[REQUIRED ACTION] Find every line in the records that holds the string "local". Copy each one.

--- RECORDS PROVIDED Enclosed Below ---

/// The requesting endpoint, bound to one peer window.
#[derive(Clone)]
pub struct Client {
    inner: Arc<ClientInner>,
}

impl Client {
    /// Build a client that listens on `local` and addresses `peer`.
    /// Call [`open`](Self::open) (or use [`connect`](Self::connect))
    /// before sending.
    #[must_use]
    pub fn new(local: &Window, peer: &Window, options: ClientOptions) -> Self {
        let hub = Hub::new(
            local,
            Role::Client,
            HubOptions {
                secret_key: options.secret_key,
                instance_id: options.instance_id,
                min_version: None,
            },
        );
        hub.set_fallback_target(peer.clone(), options.target_origin.clone());
        let facade = Facade::new(
            hub.clone(),
            FacadeOptions {
                allowed_origins: options.allowed_origins,
                validate_origin: options.validate_origin,
            },
        );
        facade.install_client_handlers();
        let outbox = hub.create_outbox(peer.clone(), options.target_origin.clone(), None);
        Self {
            inner: Arc::new(ClientInner {
                facade,
                outbox,
                peer: peer.clone(),
                target_origin: options.target_origin,
                ack_timeout: options.ack_timeout,
                request_timeout: options.request_timeout,
                async_timeout: options.async_timeout,
                connect_timeout: options.connect_timeout,
                peer_id: Mutex::new(None),
                #[cfg(feature = "cookie")]
                cookies: CookieStore::new(),
                request_interceptors: Interceptors::new(),
                response_interceptors: Interceptors::new(),
            }),
        }
    }

    /// Build and open in one step.
    #[must_use]
    pub fn connect(local: &Window, peer: &Window, options: ClientOptions) -> Self {
        let client = Self::new(local, peer, options);
        client.open();
        client
    }

    /// This endpoint's id.
    #[must_use]
    pub fn id(&self) -> &str {
        self.hub().instance_id()
    }

    /// Install the handler set. Idempotent.
    pub fn open(&self) {
        self.hub().open();
    }

    /// Remove the handler set; in-flight sends may still resolve.
    pub fn close(&self) {
        self.hub().close();
    }

    /// Tear the endpoint down: pending sends are dropped, timers cleared,
    /// the shared channel reference released.
    pub fn destroy(&self) {
        self.hub().destroy();
    }

    /// Whether the handler set is installed.
    #[must_use]
    pub fn is_open(&self) -> bool {
        self.hub().is_open()
    }

    /// Whether the peer window can still receive.
    #[must_use]
    pub fn is_available(&self) -> bool {
        Window::is_available(&self.inner.peer)
    }

    /// Request interceptor chain.
    #[must_use]
    pub fn request_interceptors(&self) -> &Interceptors<RequestConfig> {
        &self.inner.request_interceptors
    }

    /// Response interceptor chain.
    #[must_use]
    pub fn response_interceptors(&self) -> &Interceptors<ClientResponse> {
        &self.inner.response_interceptors
    }

    /// The cookie jar attached to this client.
    #[cfg(feature = "cookie")]
    #[must_use]
    pub fn cookies(&self) -> &CookieStore {
        &self.inner.cookies
    }

    /// Peer endpoint id learned from the last successful probe.
    #[must_use]
    pub fn peer_id(&self) -> Option<String> {
        self.inner.peer_id.lock().clone()
    }

    /// Send a request and wait for its reply.
    pub async fn send(
        &self,
        path: &str,
        body: impl Into<OutgoingBody>,
    ) -> crate::Result<ClientResponse> {
        self.send_with(path, body, SendRequestOptions::default())
            .await
    }

    /// Send a request with per-call overrides.
    pub async fn send_with(
        &self,
        path: &str,
        body: impl Into<OutgoingBody>,
        options: SendRequestOptions,
    ) -> crate::Result<ClientResponse> {
        let result = self.send_inner(path, body.into(), options).await;
        self.inner.response_interceptors.run(result)
    }

    /// Send `content` as the streamed request body.
    pub async fn send_file(
        &self,
        path: &str,
        content: impl Into<FileContent>,
        options: FileStreamOptions,
    ) -> crate::Result<ClientResponse> {
        let stream = FileWritableStream::new(content, options);
        self.send(path, OutgoingBody::FileStream(stream)).await
    }

    /// Send a prepared stream as the request body.
    pub async fn send_stream(
        &self,
        path: &str,
        stream: WritableStream,
    ) -> crate::Result<ClientResponse> {
        self.send(path, OutgoingBody::Stream(stream)).await
    }

    /// Probe the peer window. `true` as soon as any endpoint over there
    /// claims the probe or answers it; `false` on timeout.
    pub async fn is_connect(&self) -> bool {
        let peer_id: Box<dyn FnOnce(String) + Send> = {
            let inner = Arc::clone(&self.inner);
            Box::new(move |id: String| {
                *inner.peer_id.lock() = Some(id);
            })
        };
        self.inner
            .facade
            .ping_is_connect(
                &self.inner.peer,
                &self.inner.target_origin,
                self.inner.connect_timeout,
                Some(peer_id),
            )
            .await
    }

    fn hub(&self) -> &Hub {
        self.inner.facade.hub()
    }

    async fn send_inner(
        &self,
        path: &str,
        body: OutgoingBody,
        options: SendRequestOptions,
    ) -> crate::Result<ClientResponse> {
        if !self.is_open() {
            return Err(Error::coded(
                ErrorCode::IframeNotReady,
                "endpoint is not open",
            ));
        }
        if !self.is_available() {
            return Err(Error::coded(
                ErrorCode::TargetWindowClosed,
                "peer window is closed",
            ));
        }

        let config = self.inner.request_interceptors.run(Ok(RequestConfig {
            path: path.to_owned(),
            body,
            headers: options.headers.unwrap_or_default(),
            target_id: options.target_id.or_else(|| self.peer_id()),
        }))?;

        let hub = self.hub().clone();
        let request_id = format!("req-{}", random_id(12));
        let display_path = config.path.clone();
        let wire_path = hub.channel().prefix_path(&config.path);

        #[cfg(feature = "cookie")]
        let cookies = {
            let map = self.inner.cookies.cookies_for(&config.path);
            (!map.is_empty()).then(|| Value::Object(map))
        };
        #[cfg(not(feature = "cookie"))]
        let cookies: Option<Value> = None;

        let expected_origin =
            (self.inner.target_origin != "*").then(|| self.inner.target_origin.clone());
        let mut events = register_pending_request(
            &hub,
            &request_id,
            expected_origin,
            self.inner.facade.origin_validator().cloned(),
        );

        let sent = self.inner.outbox.send_request(
            RequestParts {
                request_id: request_id.clone(),
                path: wire_path,
                body: config.body,
                headers: (!config.headers.is_empty()).then(|| config.headers.to_value()),
                cookies,
                ack: None,
                target_id: config.target_id,
            },
            self.inner.facade.streams(),
        );
        if !sent {
            remove_pending_request(&hub, &request_id);
            return Err(Error::failed(
                Failure::new(ErrorCode::TargetWindowClosed, "request could not be delivered")
                    .request_id(request_id.clone())
                    .path(display_path.clone()),
            ));
        }

        let mut band = options.ack_timeout.unwrap_or(self.inner.ack_timeout);
        let mut band_code = ErrorCode::AckTimeout;
        loop {
            let event = match timeout(band, events.recv()).await {
                Err(_) => {
                    remove_pending_request(&hub, &request_id);
                    return Err(Error::failed(
                        Failure::new(band_code, band_timeout_message(band_code))
                            .request_id(request_id.clone())
                            .path(display_path.clone()),
                    ));
                }
                Ok(None) => {
                    return Err(Error::coded(
                        ErrorCode::IframeNotReady,
                        "endpoint destroyed while waiting for a reply",
                    ));
                }
                Ok(Some(event)) => event,
            };
            match event {
                InboxEvent::Ack => {
                    band = options.request_timeout.unwrap_or(self.inner.request_timeout);
                    band_code = ErrorCode::Timeout;
                }
                InboxEvent::Async => {
                    band = options.async_timeout.unwrap_or(self.inner.async_timeout);
                    band_code = ErrorCode::AsyncTimeout;
                }
                InboxEvent::Pong => {}
                InboxEvent::ProtocolError(message) => {
                    remove_pending_request(&hub, &request_id);
                    return Err(Error::failed(
                        Failure::new(ErrorCode::ProtocolUnsupported, message)
                            .request_id(request_id.clone())
                            .path(display_path.clone()),
                    ));
                }
                InboxEvent::Response(frame) => {
                    return Ok(self.build_response(*frame));
                }
                InboxEvent::ErrorFrame(frame) => {
                    return Err(build_error(&frame, &display_path));
                }
                InboxEvent::StreamStart { frame, start, body } => {
                    let data = Facade::resolve_incoming_body(&start, body).await?;
                    remove_pending_request(&hub, &request_id);
                    let headers = frame
                        .headers
                        .as_ref()
                        .map(Headers::from_value)
                        .unwrap_or_default();
                    #[cfg(feature = "cookie")]
                    self.ingest_cookies(&headers);
                    let status = frame.status.unwrap_or(200);
                    return Ok(ClientResponse {
                        status,
                        status_text: frame
                            .status_text
                            .clone()
                            .unwrap_or_else(|| status_text(status).to_owned()),
                        headers,
                        data,
                        request_id: frame.request_id.clone(),
                    });
                }
            }
        }
    }

    fn build_response(&self, frame: Frame) -> ClientResponse {
        let headers = frame
            .headers
            .as_ref()
            .map(Headers::from_value)
            .unwrap_or_default();
        #[cfg(feature = "cookie")]
        self.ingest_cookies(&headers);
        let status = frame.status.unwrap_or(200);
        let data = match null_to_none(frame.data) {
            Some(value) => IncomingBody::Json(value),
            None => IncomingBody::Empty,
        };
        ClientResponse {
            status,
            status_text: frame
                .status_text
                .unwrap_or_else(|| status_text(status).to_owned()),
            headers,
            data,
            request_id: frame.request_id,
        }
    }

    #[cfg(feature = "cookie")]
    fn ingest_cookies(&self, headers: &Headers) {
        let lines = headers.set_cookie_lines();
        if !lines.is_empty() {
            self.inner
                .cookies
                .ingest_set_cookie(lines.iter().map(String::as_str));
        }
    }
}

--- End of Enclosed RECORDS PROVIDED ---

[SOLUTION TO THIS TASK]
    /// Build a client that listens on `local` and addresses `peer`.
    pub fn new(local: &Window, peer: &Window, options: ClientOptions) -> Self {
            local,
    pub fn connect(local: &Window, peer: &Window, options: ClientOptions) -> Self {
        let client = Self::new(local, peer, options);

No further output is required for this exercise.